Masters v. McHolland

12 Kan. 17 | Kan. | 1873

*23The opinion of the court was delivered by

Brewer, J.:

Plaintiff in error brought her action to enjoin the opening of a road. The case was tried by the court, special findings of fact made, and judgment rendered for defendant. It was admitted on the trial that the proceedings for the opening of the road were in form, and legal, up to the action of the county board on the 17th of September 1871. The plaintiff, the owner of a portion of the land taken for the road, appeared before the viewers and claimed' $400 as damages. The report of the viewers was favorable to the. road, and they recommended an allowance of $50 to plaintiff. On the 17th day of September 1871, at a session of the board of the county commissioners, the committee on roads and bridges reported back to the board the report of the viewers, and recommended that it lay on the table, which report was adopted. On the 5th of February 1872 the board took said report from the table, and adopted the report of the viewers, and declared said road to be of public utility, and caused said report, survey and plat to be recorded, and issued their order to Theodore Meyers, the then proper road overseer, directing him to cause said road to be opened for public travel. No road damages were allowed by said board to plaintiff. On the 20th of February 1872 the county clerk duly issued and delivered to the road-overseer of the district a written notice to open said road, and in pursuance of said notice and order the defendants were proceeding to open said road when this suit was commenced. The last two findings made by the trial court were as follows:

“The plaintiff had no notice or knowledge of the action of the board of county commissioners on the 5th of February 1872, nor until more than ten days thereafter.
“Said road is eighty rods in length. It has no opening or outlet at its north end, but does lead' from its north end along and on the line between the land of the plaintiff and one Baskers into a public highway, thus affording the defendant Thomas an outlet to a public road.”

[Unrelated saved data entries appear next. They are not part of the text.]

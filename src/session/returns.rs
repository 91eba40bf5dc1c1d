//! Undeliverable-message notifications to publishers.

use std::sync::atomic::{AtomicU64, Ordering};
use std::sync::Arc;

use bytes::Bytes;

use super::sink::{FrameSink, OutboundBlock};
use crate::framing::{reply_code, ContentHeader, FrameCodec};
use crate::message::{Message, PublishInfo};

/// Why a message goes back to its publisher.
#[derive(Debug, Clone, Copy, PartialEq, Eq)]
pub enum ReturnReason {
    /// Mandatory message matched no queue
    NoRoute,
    /// Immediate message found no ready consumer
    NoConsumers,
    /// Consumer rejected it and no other consumer can take it
    Rejected,
}

impl ReturnReason {
    /// Reply code sent in basic.return
    pub fn reply_code(&self) -> u16 {
        match self {
            Self::NoRoute => reply_code::NO_ROUTE,
            Self::NoConsumers | Self::Rejected => reply_code::NO_CONSUMERS,
        }
    }

    /// Reply text sent in basic.return
    pub fn reply_text(&self) -> &'static str {
        match self {
            Self::NoRoute => "NO_ROUTE",
            Self::NoConsumers => "NO_CONSUMERS",
            Self::Rejected => "NO_CONSUMERS: rejected by consumer",
        }
    }
}

/// Result of one return attempt. Never an error.
#[derive(Debug, Clone, Copy, PartialEq, Eq)]
pub enum ReturnOutcome {
    /// basic.return frames were handed to the sink
    Returned {
        /// Frames submitted
        frames: usize,
    },
    /// Encoding or the sink failed; logged and counted
    Failed,
}

#[derive(Debug, Default)]
struct ReturnCounters {
    returned: AtomicU64,
    failed: AtomicU64,
}

/// Counters snapshot.
#[derive(Debug, Clone, Copy, Default, PartialEq, Eq)]
pub struct ReturnStats {
    /// Messages returned
    pub returned: u64,
    /// Returns that could not be sent
    pub failed: u64,
}

/// Sends basic.return to a publisher's connection.
///
/// Clones share the sink and the counters.
#[derive(Debug, Clone)]
pub struct ReturnPath {
    codec: FrameCodec,
    sink: Arc<dyn FrameSink>,
    counters: Arc<ReturnCounters>,
}

impl ReturnPath {
    /// Return path writing to `sink`
    pub fn new(codec: FrameCodec, sink: Arc<dyn FrameSink>) -> Self {
        Self {
            codec,
            sink,
            counters: Arc::new(ReturnCounters::default()),
        }
    }

    /// Encode and emit basic.return on the publisher's `channel`.
    pub fn return_message(
        &self,
        publish_info: &PublishInfo,
        header: &ContentHeader,
        body: &Bytes,
        channel: u16,
        reply_code: u16,
        reply_text: &str,
    ) -> ReturnOutcome {
        let frames = match self
            .codec
            .encode_return(publish_info, header, body, channel, reply_code, reply_text)
        {
            Ok(frames) => frames,
            Err(e) => {
                tracing::warn!(
                    "Could not encode basic.return on channel {} ({}): {}",
                    channel,
                    reply_code,
                    e
                );
                self.counters.failed.fetch_add(1, Ordering::Relaxed);
                return ReturnOutcome::Failed;
            },
        };

        let count = frames.len();
        match self.sink.submit(OutboundBlock::new(channel, frames)) {
            Ok(()) => {
                tracing::debug!(
                    "Returned message to channel {} ({} {}) exchange='{}' key='{}'",
                    channel,
                    reply_code,
                    reply_text,
                    publish_info.exchange,
                    publish_info.routing_key
                );
                self.counters.returned.fetch_add(1, Ordering::Relaxed);
                ReturnOutcome::Returned { frames: count }
            },
            Err(e) => {
                tracing::warn!("Could not send basic.return on channel {}: {}", channel, e);
                self.counters.failed.fetch_add(1, Ordering::Relaxed);
                ReturnOutcome::Failed
            },
        }
    }

    /// Return a whole message for `reason`
    pub fn return_for(&self, message: &Message, channel: u16, reason: ReturnReason) -> ReturnOutcome {
        self.return_message(
            &message.publish_info(),
            &message.content_header(),
            message.body(),
            channel,
            reason.reply_code(),
            reason.reply_text(),
        )
    }

    /// Counters snapshot
    pub fn stats(&self) -> ReturnStats {
        ReturnStats {
            returned: self.counters.returned.load(Ordering::Relaxed),
            failed: self.counters.failed.load(Ordering::Relaxed),
        }
    }
}

#[cfg(test)]
mod tests {
    use super::*;
    use crate::framing::{BasicProperties, FrameType, MethodFrame};
    use crate::session::ChannelSink;

    #[test]
    fn test_no_route_return() {
        let (sink, mut rx) = ChannelSink::pair();
        let path = ReturnPath::new(FrameCodec::default(), Arc::new(sink));
        let msg = Message::new("amq.direct", "nowhere", "payload").mandatory(true);

        let outcome = path.return_for(&msg, 4, ReturnReason::NoRoute);
        assert_eq!(outcome, ReturnOutcome::Returned { frames: 3 });

        let block = rx.try_recv().unwrap();
        assert_eq!(block.channel, 4);
        assert_eq!(block.frames[1].kind, FrameType::Header);
        let method = FrameCodec::default().decode_method(&block.frames[0]).unwrap();
        assert!(matches!(
            method,
            Some(MethodFrame::BasicReturn { reply_code: 312, ref routing_key, .. }) if routing_key == "nowhere"
        ));
        assert_eq!(path.stats().returned, 1);
    }

    #[test]
    fn test_encode_failure_is_counted_not_raised() {
        let (sink, mut rx) = ChannelSink::pair();
        let path = ReturnPath::new(FrameCodec::default(), Arc::new(sink));
        let props = BasicProperties::default().with_message_id(&"x".repeat(300));
        let msg = Message::new("", "q", "b").with_properties(props);

        assert_eq!(path.return_for(&msg, 1, ReturnReason::NoConsumers), ReturnOutcome::Failed);
        assert!(rx.try_recv().is_err());
        assert_eq!(path.stats(), ReturnStats { returned: 0, failed: 1 });
    }

    #[test]
    fn test_closed_sink_is_counted() {
        let (sink, rx) = ChannelSink::pair();
        drop(rx);
        let path = ReturnPath::new(FrameCodec::default(), Arc::new(sink));
        let clone = path.clone();

        let msg = Message::new("", "q", "b");
        assert_eq!(path.return_for(&msg, 1, ReturnReason::Rejected), ReturnOutcome::Failed);
        assert_eq!(clone.stats().failed, 1);
    }
}
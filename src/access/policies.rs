//! Built-in access-control policies.

use regex::Regex;
use serde::{Deserialize, Serialize};

use super::{AccessControl, AccessDecision, ObjectAttributes, Operation, Subject};
use crate::error::Result;

/// Allows every operation.
#[derive(Debug, Clone, Copy, Default)]
pub struct AllowAll;

impl AccessControl for AllowAll {
    fn authorize(&self, _: Operation, _: &Subject, _: &ObjectAttributes) -> AccessDecision {
        AccessDecision::Allowed
    }

    fn kind(&self) -> &'static str {
        "allow-all"
    }
}

/// Denies every operation.
#[derive(Debug, Clone, Copy, Default)]
pub struct DenyAll;

impl AccessControl for DenyAll {
    fn authorize(&self, _: Operation, _: &Subject, _: &ObjectAttributes) -> AccessDecision {
        AccessDecision::Denied
    }

    fn kind(&self) -> &'static str {
        "deny-all"
    }
}

/// What a matching rule decides.
#[derive(Debug, Clone, Copy, PartialEq, Eq, Serialize, Deserialize)]
#[serde(rename_all = "lowercase")]
pub enum RuleEffect {
    /// Allow the operation
    Allow,
    /// Deny the operation
    Deny,
}

/// One access rule as written in configuration.
///
/// ```toml
/// [[access.rules]]
/// effect = "deny"
/// user = "guest"
/// operation = "consume"
/// object = "^audit\\."
/// ```
#[derive(Debug, Clone, PartialEq, Eq, Serialize, Deserialize)]
pub struct AccessRule {
    /// Decision when the rule matches
    pub effect: RuleEffect,
    /// User name; absent or `*` matches anyone
    #[serde(default, skip_serializing_if = "Option::is_none")]
    pub user: Option<String>,
    /// Operation; absent matches every operation
    #[serde(default, skip_serializing_if = "Option::is_none")]
    pub operation: Option<Operation>,
    /// Regex over the object name; absent matches every object
    #[serde(default, skip_serializing_if = "Option::is_none")]
    pub object: Option<String>,
}

impl AccessRule {
    /// Rule with no constraints
    pub fn new(effect: RuleEffect) -> Self {
        Self {
            effect,
            user: None,
            operation: None,
            object: None,
        }
    }

    /// Restrict to one user
    pub fn for_user(mut self, user: &str) -> Self {
        self.user = Some(user.to_string());
        self
    }

    /// Restrict to one operation
    pub fn for_operation(mut self, operation: Operation) -> Self {
        self.operation = Some(operation);
        self
    }

    /// Restrict to objects whose name matches `pattern`
    pub fn for_object(mut self, pattern: &str) -> Self {
        self.object = Some(pattern.to_string());
        self
    }
}

#[derive(Debug)]
struct CompiledRule {
    effect: RuleEffect,
    user: Option<String>,
    operation: Option<Operation>,
    object: Option<Regex>,
}

impl CompiledRule {
    fn matches(&self, operation: Operation, subject: &Subject, object: &ObjectAttributes) -> bool {
        let user_ok = match self.user.as_deref() {
            None | Some("*") => true,
            Some(user) => user == subject.user,
        };
        let op_ok = self.operation.map_or(true, |op| op == operation);
        let object_ok = self
            .object
            .as_ref()
            .map_or(true, |re| re.is_match(&object.name));
        user_ok && op_ok && object_ok
    }
}

/// Ordered rule list; the first matching rule decides, no match defers.
#[derive(Debug)]
pub struct RuleBasedAccessControl {
    rules: Vec<CompiledRule>,
}

impl RuleBasedAccessControl {
    /// Compile the rules. Fails on an invalid object pattern.
    pub fn new(rules: &[AccessRule]) -> Result<Self> {
        let rules = rules
            .iter()
            .map(|rule| -> Result<CompiledRule> {
                Ok(CompiledRule {
                    effect: rule.effect,
                    user: rule.user.clone(),
                    operation: rule.operation,
                    object: rule.object.as_deref().map(Regex::new).transpose()?,
                })
            })
            .collect::<Result<Vec<_>>>()?;
        Ok(Self { rules })
    }

    /// Number of rules
    pub fn len(&self) -> usize {
        self.rules.len()
    }

    /// Whether there are no rules
    pub fn is_empty(&self) -> bool {
        self.rules.is_empty()
    }
}

impl AccessControl for RuleBasedAccessControl {
    fn authorize(
        &self,
        operation: Operation,
        subject: &Subject,
        object: &ObjectAttributes,
    ) -> AccessDecision {
        self.rules
            .iter()
            .find(|rule| rule.matches(operation, subject, object))
            .map_or(AccessDecision::Defer, |rule| match rule.effect {
                RuleEffect::Allow => AccessDecision::Allowed,
                RuleEffect::Deny => AccessDecision::Denied,
            })
    }

    fn kind(&self) -> &'static str {
        "rules"
    }
}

*241. County commissioners, Conduct of business. *23Upon these facts three principal questions arise. The first *24is, whether the board having obtained jurisdiction to establish this road lost such jurisdiction by reason of having, on the 17th of September 1871, laid the viewers’ report on the table, and taken no further action thereon until the 5th of February following. In other words, must the county board act at once, or at the then pending session, upon the report of the road viewers, or postpone it to a day certain, or can they without losing power to act pass it over indefinitely by laying it on the table? The question, it must be borne in mind, is one of power, and not of propriety. We are not sitting as a reviewing court to reverse or affirm the determination of the county board, but are asked to pronounce that determination void as ultra vires. It is conceded that it had jurisdiction on the 17th day of September 1871, and that it could by an order of that date have established a legal, and valid road. It did not dismiss the proceedings on that day, nor pretend to make any final disposition. It assumed the right to continue its jurisdiction with a view to final disposition at some other time.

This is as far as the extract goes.